There are also economic benefits from defending biodiversity: in order to produce food it is not necessary to purchase seeds from multinational companies or resort to using chemical fertilizers and pesticides, and if people are self-sufficient there is less need to buy food on the market. Additionally, if locally grown produce and animal products are transformed within the community, there is a significant economic benefit.

In order to focus on these issues and develop projects which could demonstrate the practical effectiveness of what has been said above, in 2003 we created the Slow Food Foundation for Biodiversity. In fact the Foundation gathers the legacy of almost 10 years of work and thinking about the issue: biodiversity already crossed our path in the first half of the 1990s, even though our association was almost exclusively Italian and we were made aware of these issues by the progressive erosion of Italy’s gastronomic heritage.

But the fact that we were prompted by what was happening in Italy and made practical observations, first in restaurant kitchens and then out in the fields, was crucial in allowing us to address the international dimension with the right perspective, particularly in the global South.

The definition of quality which is now our guiding principle, ‘good, clean and fair’, is the result of our evolution and also led to Terra Madre. It is a further development in our journey: with Terra Madre we are progressing beyond a project that focuses on the product and return to focusing on human beings, or more precisely, human beings in the context of communities.

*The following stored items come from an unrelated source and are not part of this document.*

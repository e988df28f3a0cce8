//! In-memory committed state in front of a durable backend.
//!
//! Readers take a shared lock and see `{Document, StepLog}` as one value, so
//! a read never observes a new snapshot with an old log (or the reverse).
//! Commits are serialized by a separate commit lock; the backend write runs
//! before the in-memory swap, so memory never runs ahead of durable state.

use parking_lot::{Mutex, RwLock};
use serde_json::Value;

use super::{Backend, CommitRecord, MemoryBackend, StepLog, StoreError};
use crate::document::{Document, StepRecord};

#[derive(Debug)]
struct Committed {
    document: Document,
    log: StepLog,
}

/// What a client at some version needs to reach the current one.
#[derive(Debug, Clone, PartialEq)]
pub struct CatchUp {
    pub document: Document,
    /// Retained steps after the requested version
    pub steps: Vec<StepRecord>,
    /// False when some needed steps were already evicted
    pub complete: bool,
}

pub struct SyncStore {
    state: RwLock<Committed>,
    /// Serializes writers; the guard lease may expire, this lock cannot
    commit_lock: Mutex<()>,
    backend: Box<dyn Backend>,
}

impl SyncStore {
    /// Open over `backend`, recovering its state or seeding version 0.
    pub fn open(
        backend: Box<dyn Backend>,
        seed: Value,
        retention: usize,
    ) -> Result<Self, StoreError> {
        let committed = match backend.load()? {
            Some(recovered) => {
                let log = StepLog::from_records(retention, recovered.steps)?;
                log::info!(
                    "Opened {} store at version {} ({} steps retained)",
                    backend.name(),
                    recovered.document.version,
                    log.len()
                );
                Committed {
                    document: recovered.document,
                    log,
                }
            }
            None => {
                log::info!("Opened {} store with seed document", backend.name());
                Committed {
                    document: Document::seed(seed),
                    log: StepLog::new(retention),
                }
            }
        };

        Ok(Self {
            state: RwLock::new(committed),
            commit_lock: Mutex::new(()),
            backend,
        })
    }

    /// Store with nothing durable behind it.
    pub fn in_memory(seed: Value, retention: usize) -> Self {
        Self {
            state: RwLock::new(Committed {
                document: Document::seed(seed),
                log: StepLog::new(retention),
            }),
            commit_lock: Mutex::new(()),
            backend: Box::new(MemoryBackend),
        }
    }

    /// Current snapshot.
    pub fn get(&self) -> Document {
        self.state.read().document.clone()
    }

    /// Current snapshot together with retained steps after `version`,
    /// read atomically.
    pub fn catch_up(&self, version: u64) -> CatchUp {
        let state = self.state.read();
        let current = state.document.version;
        let complete =
            version >= current || (!state.log.is_empty() && state.log.covers(version));
        CatchUp {
            document: state.document.clone(),
            steps: state.log.get_since(version),
            complete,
        }
    }

    /// Retained steps with version greater than `version`.
    pub fn get_since(&self, version: u64) -> Vec<StepRecord> {
        self.state.read().log.get_since(version)
    }

    pub fn version(&self) -> u64 {
        self.state.read().document.version
    }

    pub fn step_count(&self) -> usize {
        self.state.read().log.len()
    }

    pub fn retention(&self) -> usize {
        self.state.read().log.retention()
    }

    pub fn backend_name(&self) -> &'static str {
        self.backend.name()
    }

    /// Commit `record` atomically.
    ///
    /// Fails with [`StoreError::VersionMismatch`] if the store moved past
    /// `record.base_version` since the record was built. On any error the
    /// in-memory state is unchanged.
    pub fn commit(&self, record: &CommitRecord) -> Result<(), StoreError> {
        self.commit_then(record, || ())
    }

    /// Commit `record`, then run `after` before the next commit may start.
    ///
    /// Work done in `after` is ordered exactly like the commits themselves.
    /// `after` runs only when the commit succeeded.
    pub fn commit_then<R>(
        &self,
        record: &CommitRecord,
        after: impl FnOnce() -> R,
    ) -> Result<R, StoreError> {
        let _writer = self.commit_lock.lock();

        let (document, steps, retain_from) = {
            let state = self.state.read();
            let current = state.document.version;
            if record.base_version != current {
                return Err(StoreError::VersionMismatch {
                    expected: record.base_version,
                    actual: current,
                });
            }

            let steps = record.step_records()?;
            state.log.check_append(&steps)?;
            if let Some(first) = steps.first() {
                if first.version != current + 1 {
                    return Err(StoreError::NonContiguous {
                        expected: current + 1,
                        found: first.version,
                    });
                }
            }

            let retention = state.log.retention() as u64;
            let retain_from = (record.new_version + 1).saturating_sub(retention);
            (record.document()?, steps, retain_from)
        };

        self.backend.write_commit(record, retain_from)?;

        {
            let mut state = self.state.write();
            state.document = document;
            let evicted = state.log.append(steps)?;
            if evicted > 0 {
                log::trace!("Evicted {evicted} steps below version {retain_from}");
            }
        }
        Ok(after())
    }
}

impl std::fmt::Debug for SyncStore {
    fn fmt(&self, f: &mut std::fmt::Formatter<'_>) -> std::fmt::Result {
        f.debug_struct("SyncStore")
            .field("backend", &self.backend.name())
            .field("version", &self.version())
            .field("steps", &self.step_count())
            .finish()
    }
}

#[cfg(test)]
mod tests {
    use super::*;
    use crate::model::TextModel;
    use crate::storage::Recovered;
    use std::sync::atomic::{AtomicBool, Ordering};
    use std::sync::Arc;

    fn record_on(store: &SyncStore, client: &str, texts: &[&str]) -> CommitRecord {
        let base = store.version();
        let mut text = TextModel::text_of(&store.get().content).unwrap().to_string();
        let steps: Vec<StepRecord> = texts
            .iter()
            .enumerate()
            .map(|(i, t)| {
                text.push_str(t);
                StepRecord::new(TextModel::insert(0, t), base + 1 + i as u64, client)
            })
            .collect();
        CommitRecord::new(base, client, &TextModel::content(&text), &steps).unwrap()
    }

    /// Backend that fails on demand.
    #[derive(Default)]
    struct FlakyBackend {
        fail: Arc<AtomicBool>,
    }

    impl Backend for FlakyBackend {
        fn load(&self) -> Result<Option<Recovered>, StoreError> {
            Ok(None)
        }

        fn write_commit(&self, _: &CommitRecord, _: u64) -> Result<(), StoreError> {
            if self.fail.load(Ordering::SeqCst) {
                Err(StoreError::Io("disk full".into()))
            } else {
                Ok(())
            }
        }

        fn name(&self) -> &'static str {
            "flaky"
        }
    }

    #[test]
    fn test_seeded_store() {
        let store = SyncStore::in_memory(TextModel::content("seed"), 10);
        assert_eq!(store.version(), 0);
        assert_eq!(store.step_count(), 0);
        assert_eq!(TextModel::text_of(&store.get().content), Some("seed"));
        assert_eq!(store.backend_name(), "memory");
    }

    #[test]
    fn test_commit_advances_version_and_log() {
        let store = SyncStore::in_memory(TextModel::content(""), 10);
        store.commit(&record_on(&store, "A", &["a", "b"])).unwrap();
        store.commit(&record_on(&store, "B", &["c"])).unwrap();

        assert_eq!(store.version(), 3);
        assert_eq!(TextModel::text_of(&store.get().content), Some("abc"));

        let since = store.get_since(1);
        assert_eq!(since.len(), 2);
        assert_eq!(since[0].version, 2);
        assert_eq!(since[1].client_id, "B");
    }

    #[test]
    fn test_stale_base_rejected() {
        let store = SyncStore::in_memory(TextModel::content(""), 10);
        let stale = record_on(&store, "A", &["a"]);
        store.commit(&record_on(&store, "B", &["b"])).unwrap();

        let err = store.commit(&stale).unwrap_err();
        assert_eq!(err, StoreError::VersionMismatch { expected: 0, actual: 1 });
        assert_eq!(store.version(), 1);
        assert_eq!(TextModel::text_of(&store.get().content), Some("b"));
    }

    #[test]
    fn test_retention_applied_on_commit() {
        let store = SyncStore::in_memory(TextModel::content(""), 3);
        for _ in 0..5 {
            store.commit(&record_on(&store, "A", &["x"])).unwrap();
        }
        assert_eq!(store.step_count(), 3);
        let versions: Vec<u64> = store.get_since(0).iter().map(|s| s.version).collect();
        assert_eq!(versions, vec![3, 4, 5]);
    }

    #[test]
    fn test_backend_failure_leaves_state_unchanged() {
        let fail = Arc::new(AtomicBool::new(false));
        let backend = FlakyBackend { fail: fail.clone() };
        let store = SyncStore::open(Box::new(backend), TextModel::content(""), 10).unwrap();

        store.commit(&record_on(&store, "A", &["a"])).unwrap();
        fail.store(true, Ordering::SeqCst);

        let err = store.commit(&record_on(&store, "A", &["b"])).unwrap_err();
        assert_eq!(err, StoreError::Io("disk full".into()));
        assert_eq!(store.version(), 1);
        assert_eq!(store.step_count(), 1);
        assert_eq!(TextModel::text_of(&store.get().content), Some("a"));

        fail.store(false, Ordering::SeqCst);
        store.commit(&record_on(&store, "A", &["b"])).unwrap();
        assert_eq!(store.version(), 2);
    }

    #[test]
    fn test_catch_up() {
        let store = SyncStore::in_memory(TextModel::content(""), 3);
        assert!(store.catch_up(0).complete);

        store.commit(&record_on(&store, "A", &["a", "b"])).unwrap();
        let catch_up = store.catch_up(0);
        assert_eq!(catch_up.document.version, 2);
        assert_eq!(catch_up.steps.len(), 2);
        assert!(catch_up.complete);

        store.commit(&record_on(&store, "A", &["c", "d"])).unwrap();
        // Retained: 2, 3, 4
        assert!(!store.catch_up(0).complete);
        assert!(store.catch_up(1).complete);
        assert!(store.catch_up(4).complete);
        assert!(store.catch_up(4).steps.is_empty());
    }

    #[test]
    fn test_open_recovers_backend_state() {
        struct Fixed;
        impl Backend for Fixed {
            fn load(&self) -> Result<Option<Recovered>, StoreError> {
                let steps = (1..=5)
                    .map(|v| StepRecord::new(TextModel::insert(0, "x"), v, "A"))
                    .collect();
                Ok(Some(Recovered {
                    document: Document {
                        version: 5,
                        content: TextModel::content("xxxxx"),
                    },
                    steps,
                }))
            }
            fn write_commit(&self, _: &CommitRecord, _: u64) -> Result<(), StoreError> {
                Ok(())
            }
            fn name(&self) -> &'static str {
                "fixed"
            }
        }

        let store = SyncStore::open(Box::new(Fixed), TextModel::content("ignored"), 2).unwrap();
        assert_eq!(store.version(), 5);
        assert_eq!(store.step_count(), 2);
        assert_eq!(TextModel::text_of(&store.get().content), Some("xxxxx"));
    }

    #[test]
    fn test_next_commit_waits_for_after_hook() {
        use std::sync::mpsc;

        let store = Arc::new(SyncStore::in_memory(TextModel::content(""), 10));
        let seen = Arc::new(parking_lot::Mutex::new(Vec::new()));
        let (entered_tx, entered_rx) = mpsc::channel();
        let (release_tx, release_rx) = mpsc::channel::<()>();

        let first = {
            let (store, seen) = (store.clone(), seen.clone());
            let record = record_on(&store, "A", &["a"]);
            std::thread::spawn(move || {
                store
                    .commit_then(&record, || {
                        entered_tx.send(()).unwrap();
                        release_rx.recv().unwrap();
                        seen.lock().push(1);
                    })
                    .unwrap();
            })
        };
        entered_rx.recv().unwrap();
        // Version 1 is visible to readers while its hook still runs
        assert_eq!(store.version(), 1);

        let second = {
            let (store, seen) = (store.clone(), seen.clone());
            let record = record_on(&store, "B", &["b"]);
            std::thread::spawn(move || {
                store.commit_then(&record, || seen.lock().push(2)).unwrap();
            })
        };
        std::thread::sleep(std::time::Duration::from_millis(50));
        assert!(seen.lock().is_empty());
        assert_eq!(store.version(), 1);

        release_tx.send(()).unwrap();
        first.join().unwrap();
        second.join().unwrap();
        assert_eq!(*seen.lock(), vec![1, 2]);
        assert_eq!(store.version(), 2);
    }

    #[test]
    fn test_after_hook_skipped_on_conflict() {
        let store = SyncStore::in_memory(TextModel::content(""), 10);
        let stale = record_on(&store, "A", &["a"]);
        store.commit(&record_on(&store, "B", &["b"])).unwrap();

        let mut ran = false;
        let err = store.commit_then(&stale, || ran = true).unwrap_err();
        assert!(matches!(err, StoreError::VersionMismatch { .. }));
        assert!(!ran);
    }

    #[test]
    fn test_concurrent_commits_serialize() {
        let store = Arc::new(SyncStore::in_memory(TextModel::content(""), 100));
        let handles: Vec<_> = (0..4)
            .map(|t| {
                let store = store.clone();
                std::thread::spawn(move || {
                    let client = format!("c{t}");
                    let mut committed = 0;
                    while committed < 10 {
                        let record = record_on(&store, &client, &["x"]);
                        if store.commit(&record).is_ok() {
                            committed += 1;
                        }
                    }
                })
            })
            .collect();
        for h in handles {
            h.join().unwrap();
        }

        assert_eq!(store.version(), 40);
        let versions: Vec<u64> = store.get_since(0).iter().map(|s| s.version).collect();
        assert_eq!(versions, (1..=40).collect::<Vec<_>>());
    }
}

The strength of Terra Madre lies in making available in a network the knowledge and experience which already exist around the world. This experience is not just for defending biodiversity or achieving food security, but more generally it is for constructing, reconstructing, recovering or protecting agricultural and food models that are an alternative to the ‘dominant’ ones. They are models we can all follow and be guided by when seeking solutions to the problems facing our planet.

Changed individual behavior in developed countries will be equally important: it will be necessary to reduce consumption (including consumption of foods such as coffee, corn, bananas etc which come from far away but can also mean accepting a certain type of development) and turning to ‘GCF’ (good, clean and fair) products in order to defend our health and quality agriculture.